■ The problem ■
For the listing below, work out how many lines hold the word "ValidationFailed" and give that number by itself.

■ Data in this exercise ■
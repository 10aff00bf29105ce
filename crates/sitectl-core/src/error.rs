// ── Core error types ──
//
// User-facing errors from sitectl-core. Consumers never see HTTP status
// codes or JSON parse failures directly; `From<sitectl_api::Error>`
// translates transport-layer errors into domain variants.

use thiserror::Error;

/// Unified error type for the core crate.
#[derive(Debug, Error)]
pub enum CoreError {
    // ── Connection errors ────────────────────────────────────────────
    #[error("Cannot connect to server at {url}: {reason}")]
    ConnectionFailed { url: String, reason: String },

    #[error("Authentication failed: {message}")]
    AuthenticationFailed { message: String },

    // ── Lookup errors ────────────────────────────────────────────────
    #[error("{entity_type} {identifier} does not exist")]
    NotFound {
        entity_type: String,
        identifier: String,
    },

    #[error("{entity_type} {identifier} already exists")]
    AlreadyExists {
        entity_type: String,
        identifier: String,
    },

    // ── Precondition errors ──────────────────────────────────────────
    /// The remote entity is in a state that forbids the request.
    #[error("{message}")]
    InvalidState { message: String },

    #[error("Validation failed: {message}")]
    ValidationFailed { message: String },

    #[error("Invalid site access code: {0}")]
    InvalidAccessCode(u32),

    #[error("Invalid site access combination: {0}")]
    InvalidAccessSet(String),

    // ── Asynchronous work ────────────────────────────────────────────
    #[error("No user session after {attempts} attempts")]
    SessionTimeout { attempts: u32 },

    #[error("Job {job_id} failed: {message}")]
    JobFailed { job_id: String, message: String },

    #[error("Job {job_id} still running after {attempts} status checks")]
    JobTimeout { job_id: String, attempts: u32 },

    // ── API errors (wrapped, not exposed raw) ────────────────────────
    #[error("API error: {message}")]
    Api {
        message: String,
        /// HTTP status code (if applicable).
        status: Option<u16>,
    },

    #[error("Operation not supported: {operation} ({reason})")]
    Unsupported { operation: String, reason: String },

    // ── Local errors ─────────────────────────────────────────────────
    #[error("Configuration error: {message}")]
    Config { message: String },

    #[error("I/O error: {0}")]
    Io(#[from] std::io::Error),

    #[error("Internal error: {0}")]
    Internal(String),
}

impl CoreError {
    pub fn not_found(entity_type: &str, identifier: impl Into<String>) -> Self {
        Self::NotFound {
            entity_type: entity_type.into(),
            identifier: identifier.into(),
        }
    }

    pub fn invalid_state(message: impl Into<String>) -> Self {
        Self::InvalidState {
            message: message.into(),
        }
    }

    pub fn validation(message: impl Into<String>) -> Self {
        Self::ValidationFailed {
            message: message.into(),
        }
    }
}

// ── Conversion from transport-layer errors ───────────────────────────

impl From<sitectl_api::Error> for CoreError {
    fn from(err: sitectl_api::Error) -> Self {
        match err {
            sitectl_api::Error::Authentication { message } => {
                CoreError::AuthenticationFailed { message }
            }
            sitectl_api::Error::Transport(ref e) => {
                if e.is_connect() || e.is_timeout() {
                    CoreError::ConnectionFailed {
                        url: e
                            .url()
                            .map_or_else(|| "<unknown>".into(), ToString::to_string),
                        reason: e.to_string(),
                    }
                } else {
                    CoreError::Api {
                        message: e.to_string(),
                        status: e.status().map(|s| s.as_u16()),
                    }
                }
            }
            sitectl_api::Error::InvalidUrl(e) => CoreError::Config {
                message: format!("Invalid URL: {e}"),
            },
            sitectl_api::Error::Tls(msg) => CoreError::ConnectionFailed {
                url: String::new(),
                reason: format!("TLS error: {msg}"),
            },
            sitectl_api::Error::Io(e) => CoreError::Io(e),
            sitectl_api::Error::Idc { service, message } => CoreError::Api {
                message: format!("{service}: {message}"),
                status: None,
            },
            sitectl_api::Error::ImportConflicts(conflicts) => CoreError::ValidationFailed {
                message: format!("template import stopped on {} conflict(s)", conflicts.len()),
            },
            sitectl_api::Error::Rest { status, message } => CoreError::Api {
                message,
                status: Some(status),
            },
            sitectl_api::Error::Deserialization { message, body: _ } => {
                CoreError::Internal(format!("Deserialization error: {message}"))
            }
            sitectl_api::Error::SessionTimeout { attempts } => {
                CoreError::SessionTimeout { attempts }
            }
            sitectl_api::Error::JobFailed { job_id, message } => {
                CoreError::JobFailed { job_id, message }
            }
            sitectl_api::Error::JobTimeout { job_id, attempts } => {
                CoreError::JobTimeout { job_id, attempts }
            }
            sitectl_api::Error::Relay(reason) => CoreError::ConnectionFailed {
                url: "local relay".into(),
                reason,
            },
            sitectl_api::Error::UnsupportedService(service) => CoreError::Unsupported {
                operation: service,
                reason: "not forwarded by the relay".into(),
            },
        }
    }
}

#[cfg(test)]
mod tests {
    use super::*;

    #[test]
    fn not_found_reads_like_a_sentence() {
        let err = CoreError::not_found("repository", "Marketing");
        assert_eq!(err.to_string(), "repository Marketing does not exist");
    }

    #[test]
    fn job_errors_keep_their_kind() {
        let err: CoreError = sitectl_api::Error::JobTimeout {
            job_id: "J1".into(),
            attempts: 3,
        }
        .into();
        assert!(matches!(err, CoreError::JobTimeout { attempts: 3, .. }));

        let err: CoreError = sitectl_api::Error::Rest {
            status: 409,
            message: "busy".into(),
        }
        .into();
        assert!(matches!(err, CoreError::Api { status: Some(409), .. }));
    }
}
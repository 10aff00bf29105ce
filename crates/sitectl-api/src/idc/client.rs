// IDC service HTTP client
//
// Talks to `/documents/web?IdcService=...` on a local relay. Reads are plain
// GETs the relay passes through with credentials attached; mutating
// services are POSTed as a JSON-encoded `IdcOperation` that the relay
// expands into the upstream form. Endpoint helpers live in sibling files.

use serde::de::DeserializeOwned;
use tracing::debug;
use url::Url;

use crate::error::Error;
use crate::idc::models::{IdcResponse, ImportConflict};
use crate::idc::service::IdcOperation;
use crate::transport::TransportConfig;

pub(crate) const IDC_PATH: &str = "/documents/web";

/// Raw HTTP client for IDC services, addressed through a [`RelayServer`].
///
/// Handles URL construction and the `LocalData.StatusCode` envelope.
///
/// [`RelayServer`]: crate::relay::RelayServer
pub struct IdcClient {
    http: reqwest::Client,
    base_url: Url,
}

impl IdcClient {
    /// Create a client for the relay listening at `base_url`.
    pub fn new(base_url: Url, transport: &TransportConfig) -> Result<Self, Error> {
        Ok(Self {
            http: transport.build_client()?,
            base_url,
        })
    }

    /// Create a client with a pre-built `reqwest::Client`.
    pub fn with_client(http: reqwest::Client, base_url: Url) -> Self {
        Self { http, base_url }
    }

    pub fn base_url(&self) -> &Url {
        &self.base_url
    }

    // ── URL builders ─────────────────────────────────────────────────

    /// `{base}/documents/web?IdcService={service}&{params}`
    pub(crate) fn service_url(&self, service: &str, params: &[(&str, &str)]) -> Result<Url, Error> {
        let mut url = self.base_url.join(IDC_PATH)?;
        {
            let mut query = url.query_pairs_mut();
            query.append_pair("IdcService", service);
            for (key, value) in params {
                query.append_pair(key, value);
            }
        }
        Ok(url)
    }

    // ── Request helpers ──────────────────────────────────────────────

    /// GET a read-only service and decode the envelope.
    ///
    /// A `StatusCode` other than `"0"` is an error; a missing one is not,
    /// since several read services omit it.
    pub async fn get_service(
        &self,
        service: &str,
        params: &[(&str, &str)],
    ) -> Result<IdcResponse, Error> {
        let resp: IdcResponse = self.get_json(service, params).await?;
        match resp.local_data.status_code.as_deref() {
            Some(code) if code != "0" => Err(Error::Idc {
                service: service.to_owned(),
                message: resp.local_data.failure_message(),
            }),
            _ => Ok(resp),
        }
    }

    /// GET a service whose body is not an IDC envelope (site info files).
    pub(crate) async fn get_json<T: DeserializeOwned>(
        &self,
        service: &str,
        params: &[(&str, &str)],
    ) -> Result<T, Error> {
        let url = self.service_url(service, params)?;
        debug!("GET {url}");

        let resp = self.http.get(url).send().await?;
        let body = read_body(service, resp).await?;
        decode(&body)
    }

    /// Submit a mutating operation through the relay.
    ///
    /// Returns the decoded envelope once `StatusCode` is `"0"`. Import
    /// conflicts reported by the server are surfaced as
    /// [`Error::ImportConflicts`].
    pub async fn submit(&self, op: &IdcOperation) -> Result<IdcResponse, Error> {
        let service = op.service();
        let url = self.service_url(service.as_ref(), &[])?;
        debug!("POST {url}");

        let resp = self.http.post(url).json(op).send().await?;
        let body = read_body(service.as_ref(), resp).await?;
        let envelope: IdcResponse = decode(&body)?;

        if !envelope.local_data.is_success() {
            return Err(Error::Idc {
                service: service.to_string(),
                message: envelope.local_data.failure_message(),
            });
        }
        if envelope.local_data.has_import_conflicts() {
            let conflicts = envelope
                .records("ImportConflictsResultSet")
                .iter()
                .map(ImportConflict::from_record)
                .collect();
            return Err(Error::ImportConflicts(conflicts));
        }
        Ok(envelope)
    }
}

/// Read the body, mapping HTTP-level failures. IDC services put their
/// reason in `LocalData.StatusMessage` even on non-200 answers.
async fn read_body(service: &str, resp: reqwest::Response) -> Result<String, Error> {
    let status = resp.status();
    let body = resp.text().await?;

    if status == reqwest::StatusCode::UNAUTHORIZED {
        return Err(Error::Authentication {
            message: format!("{service}: server rejected credentials (HTTP 401)"),
        });
    }
    if !status.is_success() {
        let message = serde_json::from_str::<IdcResponse>(&body)
            .ok()
            .and_then(|r| r.local_data.status_message)
            .unwrap_or_else(|| format!("HTTP {status}"));
        return Err(Error::Idc {
            service: service.to_owned(),
            message,
        });
    }
    Ok(body)
}

fn decode<T: DeserializeOwned>(body: &str) -> Result<T, Error> {
    serde_json::from_str(body).map_err(|e| {
        let preview: String = body.chars().take(200).collect();
        Error::Deserialization {
            message: format!("{e} (body preview: {preview:?})"),
            body: body.to_owned(),
        }
    })
}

■ Task output ■
3